Corea del Sud, Giappone e Taiwan. Sono tre Stati democratici dell’Asia che hanno mantenuto sotto controllo il coronavirus, hanno un sistema sanitario sviluppato in grado di tracciarlo, un’osservazione indipendente di quanto accade e libertà di informazione.
Poi c’è la Repubblica Popolare Cinese. La stessa Repubblica Popolare Cinese che ha permesso per mesi la libera circolazione del virus, negandone prima l’esistenza, poi la pericolosità, il tutto per losche manovre di partito.
Poi, una volta fatto il danno, ha fatto le misure draconiane: è come uno che ti spara ma poi ti porta in ospedale.
Bisogna considerare, inoltre, come i dati cinesi siano quantomeno questionabili: in Cina non esiste libertà di informazione, se in Europa possiamo permetterci addirittura siti per il whistleblowing dei dati in Cina se il partito decide che in una zona dove non conviene avere un focolaio non c’è il virus semplicemente non c’è il virus.

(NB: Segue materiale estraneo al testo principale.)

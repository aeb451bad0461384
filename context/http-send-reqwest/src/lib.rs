//! Send signed requests with [`reqwest`].

use async_trait::async_trait;
use bytes::Bytes;
use http_body_util::BodyExt;
use log::debug;
use oauthsign_core::{Error, HttpSend, Result};
use reqwest::{Client, Request};

/// ReqwestHttpSend implements [`HttpSend`] on top of a [`reqwest::Client`].
///
/// Every completed response is returned as is, whatever its status code.
/// Requests are sent exactly once.
#[derive(Debug, Default, Clone)]
pub struct ReqwestHttpSend {
    client: Client,
}

impl ReqwestHttpSend {
    /// Create a new ReqwestHttpSend with a reqwest::Client.
    pub fn new(client: Client) -> Self {
        Self { client }
    }
}

#[async_trait]
impl HttpSend for ReqwestHttpSend {
    async fn http_send(&self, req: http::Request<Bytes>) -> Result<http::Response<Bytes>> {
        let req = Request::try_from(req)
            .map_err(|e| Error::request_invalid("convert into reqwest request").with_source(e))?;
        debug!("sending request: {} {}", req.method(), req.url());

        let resp: http::Response<_> = self
            .client
            .execute(req)
            .await
            .map_err(|e| Error::transport("send request").with_source(e))?
            .into();

        let (parts, body) = resp.into_parts();
        let bs = BodyExt::collect(body)
            .await
            .map(|buf| buf.to_bytes())
            .map_err(|e| Error::transport("read response body").with_source(e))?;
        Ok(http::Response::from_parts(parts, bs))
    }
}
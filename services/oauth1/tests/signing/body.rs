use super::{init_signer, with_token, RecordingHttpSend};
use anyhow::Result;
use http::header::{AUTHORIZATION, CONTENT_TYPE};
use http::uri::Scheme;
use http::StatusCode;
use oauthsign_core::{ErrorKind, Signer, SigningRequest};
use oauthsign_oauth1::{DeliveryMode, StaticCredentialProvider};
use pretty_assertions::assert_eq;

fn update_request() -> SigningRequest {
    SigningRequest::post("/statuses/update")
        .with_query("include_entities", "true")
        .with_form("status", "hello world")
        .with_form("in_reply_to", "a~b*c")
}

#[test]
fn test_body_signature() -> Result<()> {
    // Scheme and host are normalized for the signature only.
    let signer = init_signer("Api.Example.COM:80")
        .with_scheme(Scheme::HTTP)
        .with_delivery_mode(DeliveryMode::Body);

    let signed = signer.assemble(&with_token(), &update_request())?;

    assert_eq!(signed.host, "Api.Example.COM:80");
    assert_eq!(signed.path, "/statuses/update?include_entities=true");
    assert!(signed.headers.get(AUTHORIZATION).is_none());
    assert_eq!(
        signed.header_get_or_default(&CONTENT_TYPE)?,
        "application/x-www-form-urlencoded"
    );
    assert_eq!(
        std::str::from_utf8(&signed.body)?,
        "in_reply_to=a~b%2Ac\
         &oauth_consumer_key=key\
         &oauth_nonce=abcdefghijklmnopqrstuvwxyz0123\
         &oauth_signature=DmVcXckxkx4P3XHNzOciHldEUII%3D\
         &oauth_signature_method=HMAC-SHA1\
         &oauth_timestamp=1700000000\
         &oauth_token=tok\
         &oauth_version=1.0\
         &status=hello+world"
    );

    let form = signed.form_pairs();
    assert!(form.contains(&("status".to_string(), "hello world".to_string())));
    assert!(form.contains(&(
        "oauth_signature".to_string(),
        "DmVcXckxkx4P3XHNzOciHldEUII=".to_string()
    )));

    Ok(())
}

#[tokio::test]
async fn test_body_send() -> Result<()> {
    let http = RecordingHttpSend::new(StatusCode::INTERNAL_SERVER_ERROR, "oops");
    let signer = Signer::new(
        http.context(),
        StaticCredentialProvider::new("key", "secret").with_token("tok", "toksecret"),
        init_signer("api.example.com:80")
            .with_scheme(Scheme::HTTP)
            .with_delivery_mode(DeliveryMode::Body),
    );

    let body = signer.send(&update_request()).await?;
    assert_eq!(body, "oops");

    let sent = http.last_request();
    assert_eq!(
        sent.uri().to_string(),
        "http://api.example.com:80/statuses/update?include_entities=true"
    );
    assert!(std::str::from_utf8(sent.body())?
        .contains("&oauth_signature=DmVcXckxkx4P3XHNzOciHldEUII%3D&"));

    Ok(())
}

#[tokio::test]
async fn test_body_send_without_transport() -> Result<()> {
    let signer = Signer::new(
        oauthsign_core::Context::new(),
        StaticCredentialProvider::new("key", "secret"),
        init_signer("api.example.com").with_delivery_mode(DeliveryMode::Body),
    );

    let err = signer.send(&update_request()).await.unwrap_err();
    assert_eq!(err.kind(), ErrorKind::Transport);

    Ok(())
}
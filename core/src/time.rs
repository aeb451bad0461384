//! Time related utils.

use chrono::Utc;

/// DateTime is the alias for `chrono::DateTime<Utc>`.
pub type DateTime = chrono::DateTime<Utc>;

/// Create datetime of now.
pub fn now() -> DateTime {
    Utc::now()
}

/// Unix timestamp in whole seconds.
///
/// OAuth 1.0a `oauth_timestamp` is expressed this way.
pub fn unix_seconds(t: DateTime) -> i64 {
    t.timestamp()
}
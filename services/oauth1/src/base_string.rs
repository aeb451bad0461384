//! Signature base string.
//!
//! - [RFC 5849 Section 3.4.1](https://datatracker.ietf.org/doc/html/rfc5849#section-3.4.1)

use http::uri::Scheme;

use crate::encode::encode;

/// Build the base string uri from scheme, host and path.
///
/// The query never takes part in the base string uri, so anything after `?`
/// in `path` is dropped. Scheme and host are lower-cased and a default port
/// (`:80` for http, `:443` for https) is removed.
pub fn base_url(scheme: &Scheme, host: &str, path: &str) -> String {
    let scheme = scheme.as_str().to_ascii_lowercase();
    let host = host.to_ascii_lowercase();
    let host = match scheme.as_str() {
        "http" => host.strip_suffix(":80").unwrap_or(host.as_str()),
        "https" => host.strip_suffix(":443").unwrap_or(host.as_str()),
        _ => host.as_str(),
    };
    let path = path.split_once('?').map_or(path, |(p, _)| p);

    format!("{scheme}://{host}{path}")
}

/// Build the signature base string.
///
/// ```text
/// UPPER(method) + "&" + encode(base_url) + "&" + encode(parameter_string)
/// ```
pub fn base_string(method: &str, base_url: &str, parameter_string: &str) -> String {
    format!(
        "{}&{}&{}",
        method.to_ascii_uppercase(),
        encode(base_url),
        encode(parameter_string)
    )
}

Ma non dubito che la Cina, per quanto nasconda qualcosa, non sia in crisi sanitaria. L’Asia ha varie fortune, tra cui:
- Un uso più diffuso delle mascherine anche per le comuni sindromi influenzali, cosa sconosciuta in Europa
- Un igiene personale decisamente più elevata (cosa che ha influito pesantemente sugli ottimi risultati vietnamiti, che però soffrendo di una debole infrastruttura sanitaria difficilmente possono essere presi paro paro per veri)
- Una certa divisione tra anziani e giovani, in Corea e Giappone, e una bassissima percentuale di anziani, in Cina
- Una scarsa considerazione per la privacy, in una società molto paternalista e collettivista, dove lo Stato ha influenze che in Europa sarebbero considerate inaccettabili
- In molti stati avanzati si è scelto il sistema della mutua nazionale, che nella situazione asiatica si è dimostrato davvero capace di gestire una pandemia
Esiste quindi una bella differenza tra la situazione europea (con le sue varianti), dove la privacy è ritenuta sacra, è normalissimo mischiare (a livello ambientale) casa ed esterni, anziani e giovani vivono spesso fianco a fianco e i sistemi sanitari sono ormai orientati alla cura della terza età e la situazione asiatica dove mentre qui il governo diceva di non mettere la mascherina tutti già la avevano, esiste una separazione fisica tra casa e esterni (in stile genkan), ci si lava le mani appena entrati ed è relativamente normale non visitare i parenti anziani per lungo tempo, oltre ad installare ben volentieri app che, in Europa, sarebbero illegali.
Oserei dire, addirittura, che la Cina sia stata la peggiore a gestire la pandemia: ha combinato un disastro e ha poi preso misure durissime per rifarsi la faccia, mentre gli altri hanno gestito bene fin da subito e non hanno richiesto misure lontanamente dure come quelle cinesi.
Ciononostante un professore universitario italiano, Guido Saraceni, divenuto noto per una battuta e che da quel giorno ci dispensa le sue opinioni, in una (ormai classica) geremiade sul fatto che ci sono mille morti al giorno e laggiente pensa a divertirsi inneggia proprio a questo modello, parlando della (ridicola) bagarre interna del governo italiano sugli spostamenti tra comuni.
Già, in uno Stato liberale e democratico, dovremmo avere molti dubbi su un professore che inneggia a un modello non basato su principi democratici e liberali: pensate solo se un professore inneggiasse al modello economico di Hitler, al modello sociale di Mussolini o al modello industriale di Stalin: c’è gente che è stata crocifissa per molto meno.
Ma, posto quello che ho detto prima, per inneggiare al modello cinese ci sono solo due possibili ragioni.
La prima è la classica ignoranza. Non si conoscono i modelli asiatici di successo in Stati democratici. Probabile, dato che l’informazione italiana tende ad essere molto limitata sull’estero, ma che mal si confà a chi accusa a destra e a manca di analfabetismo funzionale e vorrebbe renderci edotti. Potremmo dire che certi ragionamenti sono più adatti al bar sport del paese che ad un serio dibattito universitario.
La seconda, invece, è la peggiore: la simpatia per un regime dittatoriale. Sarebbe, anche qui, davvero ironico da parte di chi per mesi ha gridato al pericolo di Salvini come se stesse venendo su letteralmente il Duce, ma valutando l’impianto generale da Stato etico – più vicino alle idee di Gentile che a quelle di Einaudi – dell’idea delle restrizioni come punizione per il divertimento, come se fosse compito dello Stato darci privazioni per compensare per le privazioni altrui.
Qualunque sia la possibilità, comunque, è triste che la classe accademica italiana, nel dibattito pubblico, venga rappresentata da chi inneggia a modelli degni di un regime fascista, non certamente amichevole con la libertà accademica.